13 Celebrities Who Are Feeling the Bern

These stars have publicized their support for Bernie Sanders.

Recently, Twitter was gifted with visual documentation of Ariana Grande's biggest smile ever.

It occurred when the ponytailed pop princess met Democratic presidential candidate Bernie Sanders, who attended Grande's Atlanta show in a delightful cable knit sweater. "MY GUY," read Grande's caption, essentially solidifying her endorsement in the 2020 election.

This is only the most recent example on a long list of celebrities declaring their love for Senator Sanders. Below, we're sharing just a few well-known stars and Internet personalities who have declared that they're feeling the Bern.

Weyes Blood

The musician Weyes Blood—whose incredible album Titanic Rising we named one of last year's best—started 2020 by meeting her candidate of choice. The singer-songwriter, real name Natalie Mering, shared a photo of herself and Sanders, publicizing her decision for the 2020 race.



Cardi B

"I been reading about Bernie Sanders and I'm really sad how we let him down in 2016," the "Bodak Yellow" rapper tweeted over the summer, emphasizing that improving the country has been a proven passion of his and "not a new front for a campaign." In August, the unlikely friends appeared in a campaign video together, in which Cardi interviewed Sanders about social issues especially relevant to his platform, including police brutality, DACA, and the student debt crisis—from a nail salon, naturally.

John Mulaney

Though Mulaney once subtly compared Donald Trump in the White House to a horse in a hospital, the Big Mouth comedian keeps his political opinions separate from his jokes.
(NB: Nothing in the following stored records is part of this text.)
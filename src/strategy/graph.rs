//! Reachable-state graph, explored with an explicit work list.

use super::combination::PricedCombination;
use super::transition::{HoningState, Node, TransitionModel};
use crate::error::HoningError;
use std::collections::HashMap;

/// Handle into the graph's node arena.
#[derive(Debug, Clone, Copy, PartialEq, Eq, Hash, PartialOrd, Ord)]
pub struct NodeId(usize);

impl NodeId {
    pub fn index(self) -> usize {
        self.0
    }
}

/// The absorbing success node always occupies slot 0.
pub const ABSORBED: NodeId = NodeId(0);

/// One attempt from a state with a frontier combination.
///
/// In `out_edges` `node` is the failure target; in `in_edges` it is the source.
#[derive(Debug, Clone, Copy, PartialEq, Eq)]
pub struct Edge {
    pub node: NodeId,
    /// Index into the frontier the graph was built from
    pub option: usize,
    pub success_permyria: u32,
}

#[derive(Debug)]
pub struct StateGraph {
    nodes: Vec<Node>,
    index: HashMap<Node, NodeId>,
    out_edges: Vec<Vec<Edge>>,
    in_edges: Vec<Vec<Edge>>,
    start: NodeId,
}

impl StateGraph {
    /// Explore every state reachable from `start` under the frontier combinations.
    ///
    /// `frontier` must be non-empty and ordered cheapest first. Fails once more
    /// than `max_states` ordinary states are discovered, or when a state would
    /// fail back into itself.
    pub fn build(
        model: &TransitionModel,
        frontier: &[PricedCombination],
        start: HoningState,
        max_states: usize,
    ) -> Result<Self, HoningError> {
        assert!(!frontier.is_empty(), "frontier has no combinations");

        let mut graph = Self {
            nodes: Vec::new(),
            index: HashMap::new(),
            out_edges: Vec::new(),
            in_edges: Vec::new(),
            start: ABSORBED,
        };
        graph.intern(Node::Absorbed);
        let (start_id, _) = graph.intern(Node::Ordinary(start));
        graph.start = start_id;

        let mut expanded = vec![false; graph.nodes.len()];
        let mut stack = vec![start_id];
        while let Some(id) = stack.pop() {
            if expanded[id.0] {
                continue;
            }
            expanded[id.0] = true;

            let state = match graph.nodes[id.0] {
                Node::Ordinary(state) => state,
                Node::Absorbed => continue,
            };

            // Every combination succeeds here; only the cheapest is worth an edge.
            if model.is_guaranteed(state) {
                let transition = model.apply(state, frontier[0].rate_bonus);
                graph.add_edge(id, ABSORBED, 0, transition.success_permyria);
                continue;
            }

            for (option, priced) in frontier.iter().enumerate() {
                let transition = model.apply(state, priced.rate_bonus);
                let (target, is_new) = graph.intern(transition.target);
                if target == id {
                    return Err(HoningError::InvalidStart(format!(
                        "state {state:?} makes no progress on failure"
                    )));
                }
                graph.add_edge(id, target, option, transition.success_permyria);
                if is_new {
                    if graph.nodes.len() - 1 > max_states {
                        return Err(HoningError::StateSpaceTooLarge { budget: max_states });
                    }
                    expanded.push(false);
                    stack.push(target);
                }
            }
        }

        tracing::debug!(
            nodes = graph.nodes.len(),
            edges = graph.edge_count(),
            "built state graph"
        );
        Ok(graph)
    }

    fn intern(&mut self, node: Node) -> (NodeId, bool) {
        if let Some(&id) = self.index.get(&node) {
            return (id, false);
        }
        let id = NodeId(self.nodes.len());
        self.nodes.push(node);
        self.index.insert(node, id);
        self.out_edges.push(Vec::new());
        self.in_edges.push(Vec::new());
        (id, true)
    }

    fn add_edge(&mut self, from: NodeId, to: NodeId, option: usize, success_permyria: u32) {
        self.out_edges[from.0].push(Edge {
            node: to,
            option,
            success_permyria,
        });
        self.in_edges[to.0].push(Edge {
            node: from,
            option,
            success_permyria,
        });
    }

    pub fn start(&self) -> NodeId {
        self.start
    }

    pub fn len(&self) -> usize {
        self.nodes.len()
    }

    pub fn is_empty(&self) -> bool {
        self.nodes.is_empty()
    }

    pub fn node(&self, id: NodeId) -> Node {
        self.nodes[id.0]
    }

    pub fn lookup(&self, node: &Node) -> Option<NodeId> {
        self.index.get(node).copied()
    }

    pub fn out_edges(&self, id: NodeId) -> &[Edge] {
        &self.out_edges[id.0]
    }

    pub fn in_edges(&self, id: NodeId) -> &[Edge] {
        &self.in_edges[id.0]
    }

    pub fn edge_count(&self) -> usize {
        self.out_edges.iter().map(Vec::len).sum()
    }

    pub fn node_ids(&self) -> impl Iterator<Item = NodeId> {
        (0..self.nodes.len()).map(NodeId)
    }

    /// Every non-absorbing state discovered during exploration.
    pub fn states(&self) -> impl Iterator<Item = HoningState> + '_ {
        self.nodes.iter().filter_map(|node| match node {
            Node::Ordinary(state) => Some(*state),
            Node::Absorbed => None,
        })
    }

    /// Kahn's algorithm; `None` if the graph has a cycle.
    pub fn topological_order(&self) -> Option<Vec<NodeId>> {
        let mut in_degree: Vec<usize> = self.in_edges.iter().map(Vec::len).collect();
        let mut ready: Vec<NodeId> = self.node_ids().filter(|id| in_degree[id.0] == 0).collect();
        let mut order = Vec::with_capacity(self.nodes.len());
        while let Some(id) = ready.pop() {
            order.push(id);
            for edge in &self.out_edges[id.0] {
                in_degree[edge.node.0] -= 1;
                if in_degree[edge.node.0] == 0 {
                    ready.push(edge.node);
                }
            }
        }
        (order.len() == self.nodes.len()).then_some(order)
    }
}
It might be surprising, then, to know that Mulaney donated at least $1,250 to Sanders' 2016 campaign. "I have a problem with 'Comedians are really brave and we need them now more than ever,'" he told Esquire this year. "It's like, we're not congressmen. We're court jesters." In that case, Mulaney's the most generous court jester we know.

Shailene Woodley

Woodley made headlines in 2016 after being arrested while protesting the Dakota Access Pipeline, but it didn't put a damper on her political activism. "I'm ready for the political revolution and all in it for Bernie Sanders," the Fault In Our Stars actress tweeted in June.

Mark Ruffalo

On a Late Show With Stephen Colbert appearance this month, Ruffalo explained that he's been feeling the Bern since the 2016 election. "The rest of the United States is just finally caught up to what [Sanders] has been doing his entire career. And you know that when he gets into office, he's going to be fighting for us," the Avengers: Endgame actor said.

Jaboukie Young-White

As a comedian and "actual young person" on The Daily Show, Twitter has become a major outlet for Young-White, so it makes sense that that's where he'd declare his endorsement. He kept it simple in the caption of a mirror selfie, in which he's wearing a Bernie t-shirt: "im a bernie bro."

Anthony Fantano

On his YouTube channel theneedledrop, Anthony Fantano has made a name for himself divulging his divisive opinions on music. But he has firm opinions on politics, too: "[Joe Biden's] brain is MELTING, and winning the primary will only lead to an inevitable implosion," the Internet personality tweeted after a Democratic debate in September. "Stop messing around with this fool and support other candidates—preferably Bernie."

Ezra Koenig

Koenig also supported Sanders in 2016, and said his band Vampire Weekend would like to "help out" the candidate in the 2020 election, too. But it's hard to match the energy of Sanders' first run: "I like to believe he's less of a sociopath than a lot of people who want to be president, but it's hard to be as excited as I was in 2016," Koenig told The Times. "That was the first time I felt deeply about a candidate."

Noname

Noname is no stranger to supporting a good cause—she started her own book club this year—and publicizing her endorsement of Sanders is only the latest on her to-do list of deeds. She simply tweeted the candidate's name with a green check mark emoji.

Miley Cyrus

Cyrus can also add activist to her resume, having founded the Happy Hippie Foundation to help trans and LGBTQ+ youth. It's no surprise that her views are in line with Sanders. When the senator shared Cardi B's tweet, he shared it on Instagram, to which the edgy pop star replied "True!"

Lil Yachty

Sanders fans were thrilled when the senator announced he was running for president again in February, and Lil Yachty was one of them. The red-dreadlocked rapper retweeted Sanders' campaign video with a straight-to-the-point "Let's gooooo" in solidarity.

Eric Andre

Sanders has long been vocal about legalizing marijuana, evidently a selling point for Eric Andre. "Can we please give this guy the keys to the whitehouse already?" the comedian implored on Instagram, captioning a photo promoting Sanders' plan for legalization.

Kim Gordon

Gordon, founding member of the iconic rock band Sonic Youth, used an adorable photo of her dog to share her endorsement: "Go Bernie!" she captioned an Instagram photo of her dog pawing a Bernie pin.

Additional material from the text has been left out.